(Material for this task)

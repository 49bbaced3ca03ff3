//! Crawler coordinator - listing fetch orchestration
//!
//! Turns a mixed list of seed URLs into normalized records:
//! - Detail seeds are queued directly, search seeds are expanded first
//! - The combined URL list is deduplicated and truncated to the record cap
//! - Each URL is fetched, extracted and normalized on a bounded worker pool
//! - Failed or faulted tasks are logged and skipped, never propagated

use crate::config::{request_timeout, Config};
use crate::crawler::expander::SearchPageExpander;
use crate::crawler::fetcher::PageFetcher;
use crate::crawler::frontier::{classify_seed, Frontier, SeedKind};
use crate::crawler::proxy::ProxyRotator;
use crate::extract::{AutoScoutExtractor, FieldExtractor};
use crate::listing::{normalize, NormalizedRecord};
use crate::output::CrawlStatistics;
use crate::ScraperError;
use std::sync::Arc;
use std::time::Instant;
use tokio::sync::Semaphore;
use tokio::task::JoinSet;

/// What one fetch-extract-normalize task produced
#[derive(Debug)]
enum TaskOutcome {
    Record(Box<NormalizedRecord>),
    FetchFailed,
    ExtractionFailed,
}

/// Main crawler coordinator structure
pub struct Coordinator {
    fetcher: Arc<PageFetcher>,
    expander: SearchPageExpander,
    extractor: Arc<dyn FieldExtractor>,
    max_records: usize,
    concurrency: usize,
}

impl Coordinator {
    /// Creates a coordinator from the scraper configuration
    ///
    /// Proxies come from the configuration first, then from the
    /// `HTTP_PROXIES` / `HTTPS_PROXIES` environment variables.
    ///
    /// # Returns
    ///
    /// * `Ok(Coordinator)` - HTTP clients and extractor ready
    /// * `Err(ScraperError)` - Invalid timeout, or a client or selector
    ///   could not be built
    pub fn new(config: &Config) -> Result<Self, ScraperError> {
        let scraper = &config.scraper;

        let timeout = request_timeout(scraper.timeout_seconds)?;
        let rotator = Arc::new(ProxyRotator::from_env(&scraper.proxies.endpoints()));
        let fetcher = Arc::new(PageFetcher::new(&scraper.user_agent, timeout, rotator)?);
        let extractor: Arc<dyn FieldExtractor> = Arc::new(AutoScoutExtractor::new()?);

        Ok(Self::from_parts(
            fetcher,
            extractor,
            scraper.max_records,
            scraper.parallel_requests,
        ))
    }

    /// Assembles a coordinator from prebuilt parts
    ///
    /// A concurrency of zero is raised to one.
    pub fn from_parts(
        fetcher: Arc<PageFetcher>,
        extractor: Arc<dyn FieldExtractor>,
        max_records: usize,
        concurrency: usize,
    ) -> Self {
        Self {
            expander: SearchPageExpander::new(Arc::clone(&fetcher)),
            fetcher,
            extractor,
            max_records,
            concurrency: concurrency.max(1),
        }
    }

    /// Replaces the field extractor
    pub fn with_extractor(mut self, extractor: Arc<dyn FieldExtractor>) -> Self {
        self.extractor = extractor;
        self
    }

    pub fn max_records(&self) -> usize {
        self.max_records
    }

    pub fn concurrency(&self) -> usize {
        self.concurrency
    }

    /// Resolves seeds into the deduplicated, capped list of listing URLs
    ///
    /// Seeds are processed in order. Detail seeds are kept verbatim, search
    /// seeds are expanded. Once the cap is reached, remaining seeds are not
    /// expanded at all.
    pub async fn prepare_listing_urls(&self, seeds: &[String]) -> Vec<String> {
        let mut frontier = Frontier::new(self.max_records);

        for seed in seeds.iter().map(|s| s.trim()).filter(|s| !s.is_empty()) {
            if frontier.is_full() {
                tracing::debug!("Record cap {} reached, skipping remaining seeds", self.max_records);
                break;
            }

            match classify_seed(seed) {
                SeedKind::Detail => {
                    frontier.push(seed.to_string());
                }
                SeedKind::Search => {
                    let found = self.expander.expand(seed, self.max_records).await;
                    frontier.extend(found);
                }
            }
        }

        let urls = frontier.into_urls();
        tracing::info!("Prepared {} listing URLs", urls.len());
        urls
    }

    /// Runs the crawl and returns the collected records
    ///
    /// Records come back in completion order.
    pub async fn run(&self, seeds: &[String]) -> Vec<NormalizedRecord> {
        let (records, stats) = self.run_with_stats(seeds).await;
        tracing::info!(
            "Crawl completed: {} records from {} listing URLs in {:?} ({} skipped)",
            stats.records,
            stats.listing_urls,
            stats.elapsed,
            stats.skipped()
        );
        records
    }

    /// Runs the crawl and returns the records together with run counters
    pub async fn run_with_stats(
        &self,
        seeds: &[String],
    ) -> (Vec<NormalizedRecord>, CrawlStatistics) {
        let start_time = Instant::now();
        let mut stats = CrawlStatistics {
            seeds: seeds.iter().filter(|s| !s.trim().is_empty()).count(),
            ..Default::default()
        };

        let urls = self.prepare_listing_urls(seeds).await;
        stats.listing_urls = urls.len();

        if urls.is_empty() {
            tracing::warn!("No listing URLs to fetch");
            stats.elapsed = start_time.elapsed();
            return (Vec::new(), stats);
        }

        let semaphore = Arc::new(Semaphore::new(self.concurrency));
        let mut tasks = JoinSet::new();

        for url in urls {
            let Ok(permit) = Arc::clone(&semaphore).acquire_owned().await else {
                tracing::error!("Worker pool closed, {} not dispatched", url);
                stats.task_faults += 1;
                continue;
            };

            let fetcher = Arc::clone(&self.fetcher);
            let extractor = Arc::clone(&self.extractor);
            tasks.spawn(async move {
                let outcome = process_listing(&fetcher, extractor.as_ref(), &url).await;
                drop(permit);
                outcome
            });
        }

        let mut records = Vec::with_capacity(stats.listing_urls);
        while let Some(joined) = tasks.join_next().await {
            match joined {
                Ok(TaskOutcome::Record(record)) => records.push(*record),
                Ok(TaskOutcome::FetchFailed) => stats.fetch_failures += 1,
                Ok(TaskOutcome::ExtractionFailed) => stats.extraction_failures += 1,
                Err(e) => {
                    tracing::error!("Listing task faulted: {}", e);
                    stats.task_faults += 1;
                }
            }
        }

        stats.records = records.len();
        stats.elapsed = start_time.elapsed();
        (records, stats)
    }
}

/// Fetches, extracts and normalizes one listing page
async fn process_listing(
    fetcher: &PageFetcher,
    extractor: &dyn FieldExtractor,
    url: &str,
) -> TaskOutcome {
    let html = match fetcher.fetch_next(url).await {
        Ok(body) => body,
        Err(e) => {
            tracing::warn!("{}", e);
            return TaskOutcome::FetchFailed;
        }
    };

    match extractor.extract(&html, url) {
        Ok(raw) => {
            tracing::debug!("Extracted listing {}", url);
            TaskOutcome::Record(Box::new(normalize(&raw)))
        }
        Err(e) => {
            tracing::warn!("{}", e);
            TaskOutcome::ExtractionFailed
        }
    }
}
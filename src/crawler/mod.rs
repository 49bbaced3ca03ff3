//! Crawler module for listing discovery and fetching
//!
//! This module contains the core crawling logic, including:
//! - Round-robin proxy rotation
//! - Single-attempt HTTP fetching with per-URL failure reporting
//! - Search-page parsing and pagination
//! - Overall crawl coordination on a bounded worker pool

mod coordinator;
mod expander;
mod fetcher;
mod frontier;
mod parser;
mod proxy;

pub use coordinator::Coordinator;
pub use expander::SearchPageExpander;
pub use fetcher::{build_http_client, FetchError, FetchErrorKind, PageFetcher};
pub use frontier::{classify_seed, Frontier, SeedKind};
pub use parser::{parse_search_page, resolve_link, SearchPage};
pub use proxy::{ProxyRotator, PROXY_ENV_VARS};

use crate::config::{validate, Config};
use crate::listing::NormalizedRecord;
use crate::ScraperError;

/// Runs a complete crawl operation
///
/// This is the main entry point for starting a crawl. It will:
/// 1. Validate the configuration
/// 2. Build the proxy rotator, HTTP clients and field extractor
/// 3. Expand search seeds into listing URLs
/// 4. Fetch, extract and normalize every listing concurrently
///
/// # Arguments
///
/// * `config` - The scraper configuration
/// * `seeds` - Resolved start URLs
///
/// # Returns
///
/// * `Ok(records)` - Collected records, in completion order
/// * `Err(ScraperError)` - Invalid configuration, or the crawler could not
///   be set up
pub async fn crawl(config: &Config, seeds: &[String]) -> Result<Vec<NormalizedRecord>, ScraperError> {
    validate(config)?;
    let coordinator = Coordinator::new(config)?;
    Ok(coordinator.run(seeds).await)
}
//! Normalization from [`RawRecord`] to [`NormalizedRecord`].
//!
//! Everything here is pure: no I/O, and equal inputs give equal outputs.
//! Derived numeric fields are left as `None` when their source text does not
//! parse; nothing defaults to zero.

use crate::listing::record::{NormalizedRecord, RawRecord, RawValue};
use regex::Regex;
use std::collections::HashSet;
use std::sync::LazyLock;

/// Normalizes one extracted listing
///
/// # Example
///
/// ```
/// use autoscout_scraper::listing::{normalize, RawRecord};
///
/// let mut raw = RawRecord::new("https://www.autoscout24.com/offers/bmw-x5-1");
/// raw.set_text("price", Some("€ 31,980".to_string()));
/// raw.set_text("power", Some("240 kW (326 hp)".to_string()));
///
/// let record = normalize(&raw);
/// assert_eq!(record.raw_price, Some(31980));
/// assert_eq!(record.currency.as_deref(), Some("EUR"));
/// assert_eq!(record.power_kw, Some(240));
/// assert_eq!(record.power_hp, Some(326));
/// ```
pub fn normalize(raw: &RawRecord) -> NormalizedRecord {
    let text = |field: &str| field_text(raw, field);

    let price = text("price");
    let (raw_price, currency) = parse_price(price.as_deref());

    let milage = text("milage");
    let mileage_km = extract_number(milage.as_deref());

    let power = text("power");
    let (power_kw, power_hp) = parse_power(power.as_deref());

    let seats = text("seats");
    let engine_size = text("engineSize");
    let gears = text("gears");

    NormalizedRecord {
        title: text("title"),
        url: text("url"),
        mark: text("mark"),
        model: text("model"),
        model_version: text("modelVersion"),
        location: text("location"),
        dealer_name: text("dealerName"),
        dealer_ratings: text("dealerRatings"),
        raw_price,
        currency: currency.map(str::to_string),
        price,
        mileage_km,
        milage,
        gearbox: text("gearbox"),
        first_registration: text("firstRegistration"),
        fuel_type: text("fuelType"),
        power_kw,
        power_hp,
        power,
        seller: text("seller"),
        contact_name: text("contactName"),
        contact_phone: text("contactPhone"),
        body_type: text("bodyType"),
        drivetrain: text("drivetrain"),
        seats_num: extract_number(seats.as_deref()),
        seats,
        engine_size_cc: extract_number(engine_size.as_deref()),
        engine_size,
        gears_num: extract_number(gears.as_deref()),
        gears,
        emission_class: text("emissionClass"),
        comfort: normalize_list(raw.get("comfort")),
        media: normalize_list(raw.get("media")),
        safety: normalize_list(raw.get("safety")),
        extras: normalize_list(raw.get("extras")),
        colour: text("colour"),
        manufacturer_colour: text("manufacturerColour"),
        production_date: text("productionDate"),
        images: normalize_images(raw.get("images")),
    }
}

/// Collapses whitespace runs to one space and trims; empty becomes `None`
pub fn clean_text(value: &str) -> Option<String> {
    let cleaned = value.split_whitespace().collect::<Vec<_>>().join(" ");
    if cleaned.is_empty() {
        None
    } else {
        Some(cleaned)
    }
}

/// Cleaned text of a single-valued field; a list is read as its joined items
fn field_text(raw: &RawRecord, field: &str) -> Option<String> {
    match raw.get(field)? {
        RawValue::Text(value) => value.as_deref().and_then(clean_text),
        RawValue::List(items) => clean_text(&items.join(", ")),
    }
}

/// Splits a price string into an integer amount and a currency code
///
/// Currency is detected by precedence: `€`/`EUR`, then `$`/`USD`, then
/// `CHF`. The amount is every digit in the string concatenated. When the
/// digits do not fit an integer the amount is `None` but the currency stays.
pub fn parse_price(value: Option<&str>) -> (Option<u64>, Option<&'static str>) {
    let Some(text) = value.map(str::trim).filter(|s| !s.is_empty()) else {
        return (None, None);
    };

    let upper = text.to_uppercase();
    let currency = if text.contains('€') || upper.contains("EUR") {
        Some("EUR")
    } else if text.contains('$') || upper.contains("USD") {
        Some("USD")
    } else if upper.contains("CHF") {
        Some("CHF")
    } else {
        None
    };

    (extract_number(Some(text)), currency)
}

/// Keeps only the ASCII digits and parses them as an integer
///
/// Returns `None` for absent input, input without digits, or overflow.
pub fn extract_number(value: Option<&str>) -> Option<u64> {
    let digits: String = value?.chars().filter(char::is_ascii_digit).collect();
    if digits.is_empty() {
        return None;
    }
    digits.parse().ok()
}

static KW_RE: LazyLock<Regex> =
    LazyLock::new(|| Regex::new(r"(\d+)\s*kW").expect("valid kW regex"));

static HP_RE: LazyLock<Regex> =
    LazyLock::new(|| Regex::new(r"(?i)(\d+)\s*hp").expect("valid hp regex"));

/// Reads kW and hp figures from one power string
///
/// The two patterns are matched independently; `kW` is case-sensitive,
/// `hp` is not.
pub fn parse_power(value: Option<&str>) -> (Option<u64>, Option<u64>) {
    let Some(text) = value.filter(|s| !s.is_empty()) else {
        return (None, None);
    };

    let capture = |re: &Regex| {
        re.captures(text)
            .and_then(|caps| caps.get(1))
            .and_then(|m| m.as_str().parse().ok())
    };

    (capture(&KW_RE), capture(&HP_RE))
}

/// Canonicalizes a feature list field
///
/// Lists are cleaned item by item, strings are split on `;` or `,`. Empty
/// items are dropped; duplicates are kept.
pub fn normalize_list(value: Option<&RawValue>) -> Vec<String> {
    match value {
        Some(RawValue::List(items)) => items.iter().filter_map(|s| clean_text(s)).collect(),
        Some(RawValue::Text(Some(text))) => text
            .split(|c| c == ';' || c == ',')
            .filter_map(clean_text)
            .collect(),
        Some(RawValue::Text(None)) | None => Vec::new(),
    }
}

/// Canonicalizes image URLs: cleaned, non-empty, first occurrence kept
pub fn normalize_images(value: Option<&RawValue>) -> Vec<String> {
    let items: Vec<&str> = match value {
        Some(RawValue::List(items)) => items.iter().map(String::as_str).collect(),
        Some(RawValue::Text(Some(text))) => vec![text.as_str()],
        Some(RawValue::Text(None)) | None => Vec::new(),
    };

    let mut seen = HashSet::new();
    items
        .into_iter()
        .filter_map(clean_text)
        .filter(|img| seen.insert(img.clone()))
        .collect()
}
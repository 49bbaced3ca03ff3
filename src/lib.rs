//! Autoscout-Scraper: a vehicle listing harvester
//!
//! This crate expands AutoScout24 search-result pages into detail-page URLs,
//! fetches every detail page with bounded concurrency and proxy rotation,
//! extracts structured fields from the markup, normalizes them, and exports
//! the resulting records as JSON, CSV, XML, RSS or HTML.

pub mod config;
pub mod crawler;
pub mod extract;
pub mod listing;
pub mod output;

use thiserror::Error;

/// Main error type for Autoscout-Scraper operations
#[derive(Debug, Error)]
pub enum ScraperError {
    #[error("Configuration error: {0}")]
    Config(#[from] ConfigError),

    #[error("Extraction error: {0}")]
    Extraction(#[from] extract::ExtractionError),

    #[error("HTTP client error: {0}")]
    HttpClient(#[from] reqwest::Error),
}

/// Configuration-specific errors
///
/// All of these are fatal and are raised before any network activity.
#[derive(Debug, Error)]
pub enum ConfigError {
    #[error("Failed to read config file: {0}")]
    Io(#[from] std::io::Error),

    #[error("Failed to parse TOML: {0}")]
    Parse(#[from] toml::de::Error),

    #[error("Validation error: {0}")]
    Validation(String),

    #[error("Invalid URL in config: {0}")]
    InvalidUrl(String),

    #[error("No start URLs provided (set `start-urls` or `urls-file`)")]
    NoStartUrls,
}

/// Result type alias for Autoscout-Scraper operations
pub type Result<T> = std::result::Result<T, ScraperError>;

/// Result type alias for configuration operations
pub type ConfigResult<T> = std::result::Result<T, ConfigError>;

// Re-export commonly used types
pub use config::Config;
pub use crawler::{Coordinator, PageFetcher, ProxyRotator};
pub use listing::{normalize, DealerSummary, NormalizedRecord, RawRecord};
pub use output::OutputFormat;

(End Material for this task)

Action item
Go through the data above and copy each line that holds the word "upper".

Exercise solution
    let upper = text.to_uppercase();
    let currency = if text.contains('€') || upper.contains("EUR") {
    } else if text.contains('$') || upper.contains("USD") {
    } else if upper.contains("CHF") {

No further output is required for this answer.